(Collected data entries)
- - - - - - -
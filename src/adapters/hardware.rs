//! Hardware adapter: bridges the analog front-end to the [`SensorDriver`]
//! port and assembles the station's [`SensorBank`].
//!
//! This is the only module that touches the ADC.
//!
//! ## Dual-target design
//!
//! On ESP-IDF: ADC1 oneshot reads, converted to volts or °C through the
//! front-end constants in [`crate::pins`].
//! On host/test: each channel reads a static `AtomicU32` holding the
//! physical value as `f32` bits, set with [`sim_set`].  A NaN value
//! simulates a failed conversion.

#[cfg(not(target_os = "espidf"))]
use core::sync::atomic::{AtomicU32, Ordering};

use log::info;

use crate::app::ports::SensorDriver;
use crate::calibration::Analyte;
use crate::error::{Error, SensorError};
use crate::pins;
use crate::sensors::SensorBank;
use crate::sensors::battery::BatterySensor;
use crate::sensors::ion::IonSensor;
use crate::sensors::temperature::TemperatureSensor;

#[cfg(target_os = "espidf")]
use esp_idf_svc::sys::*;

/// Analog inputs of the station.
#[derive(Debug, Clone, Copy, PartialEq, Eq)]
pub enum Channel {
    Electrode(Analyte),
    Temperature,
    Battery,
}

impl Channel {
    pub const ALL: [Self; 5] = [
        Self::Electrode(Analyte::Calcium),
        Self::Electrode(Analyte::Nitrate),
        Self::Electrode(Analyte::Potassium),
        Self::Temperature,
        Self::Battery,
    ];

    pub const fn adc_channel(self) -> u32 {
        match self {
            Self::Electrode(Analyte::Calcium) => pins::ADC1_CH_CALCIUM,
            Self::Electrode(Analyte::Nitrate) => pins::ADC1_CH_NITRATE,
            Self::Electrode(Analyte::Potassium) => pins::ADC1_CH_POTASSIUM,
            Self::Temperature => pins::ADC1_CH_TEMPERATURE,
            Self::Battery => pins::ADC1_CH_BATTERY,
        }
    }

    #[cfg(not(target_os = "espidf"))]
    const fn sim_index(self) -> usize {
        match self {
            Self::Electrode(a) => a.index(),
            Self::Temperature => 3,
            Self::Battery => 4,
        }
    }

    /// Physical value for a voltage measured at the ADC pin.
    pub fn from_pin_volts(self, v: f32) -> f32 {
        match self {
            Self::Electrode(_) => v * pins::ELECTRODE_DIVIDER,
            Self::Temperature => (v - pins::TEMP_OFFSET_V) / pins::TEMP_V_PER_C,
            Self::Battery => v * pins::BATTERY_DIVIDER,
        }
    }
}

/// ADC counts to volts at the pin.
pub fn raw_to_pin_volts(raw: u16) -> f32 {
    f32::from(raw.min(pins::ADC_MAX_RAW)) / f32::from(pins::ADC_MAX_RAW) * pins::ADC_FULL_SCALE_V
}

// ── Simulation backing store ──────────────────────────────────

#[cfg(not(target_os = "espidf"))]
static SIM_CHANNELS: [AtomicU32; 5] = [
    AtomicU32::new(3.3_f32.to_bits()),
    AtomicU32::new(3.65_f32.to_bits()),
    AtomicU32::new(3.4_f32.to_bits()),
    AtomicU32::new(21.0_f32.to_bits()),
    AtomicU32::new(4.11_f32.to_bits()),
];

/// Set the physical value a simulated channel reports.
#[cfg(not(target_os = "espidf"))]
pub fn sim_set(channel: Channel, value: f32) {
    SIM_CHANNELS[channel.sim_index()].store(value.to_bits(), Ordering::Relaxed);
}

// ── ADC bring-up ──────────────────────────────────────────────

#[cfg(target_os = "espidf")]
static mut ADC1_HANDLE: adc_oneshot_unit_handle_t = core::ptr::null_mut();

/// Configure ADC1 and every station channel.  Call once at boot.
#[cfg(target_os = "espidf")]
pub fn init_adc() -> Result<(), Error> {
    let init_cfg = adc_oneshot_unit_init_cfg_t {
        unit_id: adc_unit_t_ADC_UNIT_1,
        ulp_mode: adc_ulp_mode_t_ADC_ULP_MODE_DISABLE,
        ..Default::default()
    };
    // SAFETY: ADC1_HANDLE is only written here, once at boot, before any read.
    let ret = unsafe { adc_oneshot_new_unit(&init_cfg, &raw mut ADC1_HANDLE) };
    if ret != ESP_OK as i32 {
        return Err(Error::Init("ADC1 unit"));
    }

    let chan_cfg = adc_oneshot_chan_cfg_t {
        atten: adc_atten_t_ADC_ATTEN_DB_12,
        bitwidth: adc_bitwidth_t_ADC_BITWIDTH_12,
    };
    for channel in Channel::ALL {
        let ret = unsafe { adc_oneshot_config_channel(ADC1_HANDLE, channel.adc_channel(), &chan_cfg) };
        if ret != ESP_OK as i32 {
            return Err(Error::Init("ADC1 channel"));
        }
    }
    info!("hardware: ADC1 configured ({} channels)", Channel::ALL.len());
    Ok(())
}

#[cfg(not(target_os = "espidf"))]
pub fn init_adc() -> Result<(), Error> {
    info!("hardware: simulated ADC");
    Ok(())
}

// ── Driver ────────────────────────────────────────────────────

/// One analog input exposed through the [`SensorDriver`] port.
pub struct AdcChannelDriver {
    channel: Channel,
}

impl AdcChannelDriver {
    pub fn new(channel: Channel) -> Self {
        Self { channel }
    }
}

impl SensorDriver for AdcChannelDriver {
    #[cfg(target_os = "espidf")]
    fn raw_read(&mut self) -> Result<f32, SensorError> {
        let mut raw: i32 = 0;
        // SAFETY: ADC1_HANDLE is set by init_adc() before the bank is built;
        // the wake cycle is single-threaded.
        let ret = unsafe { adc_oneshot_read(ADC1_HANDLE, self.channel.adc_channel(), &mut raw) };
        if ret != ESP_OK as i32 {
            return Err(SensorError::AdcReadFailed);
        }
        let volts = raw_to_pin_volts(raw.max(0) as u16);
        Ok(self.channel.from_pin_volts(volts))
    }

    #[cfg(not(target_os = "espidf"))]
    fn raw_read(&mut self) -> Result<f32, SensorError> {
        let v = f32::from_bits(SIM_CHANNELS[self.channel.sim_index()].load(Ordering::Relaxed));
        if v.is_nan() {
            return Err(SensorError::AdcReadFailed);
        }
        Ok(v)
    }
}

/// Every analyte wired to its own electrode input, plus temperature and
/// battery.
pub fn build_sensor_bank() -> Result<SensorBank, Error> {
    SensorBank::new(
        Analyte::ALL.map(|a| IonSensor::new(a, Box::new(AdcChannelDriver::new(Channel::Electrode(a))))),
        TemperatureSensor::new(Box::new(AdcChannelDriver::new(Channel::Temperature))),
        BatterySensor::new(Box::new(AdcChannelDriver::new(Channel::Battery))),
    )
}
- - - - - - -
● **Problem details**: Make a copy of each line in the records that has the word "Calcium".

● **Answer section**:
        Self::Electrode(Analyte::Calcium),
            Self::Electrode(Analyte::Calcium) => pins::ADC1_CH_CALCIUM,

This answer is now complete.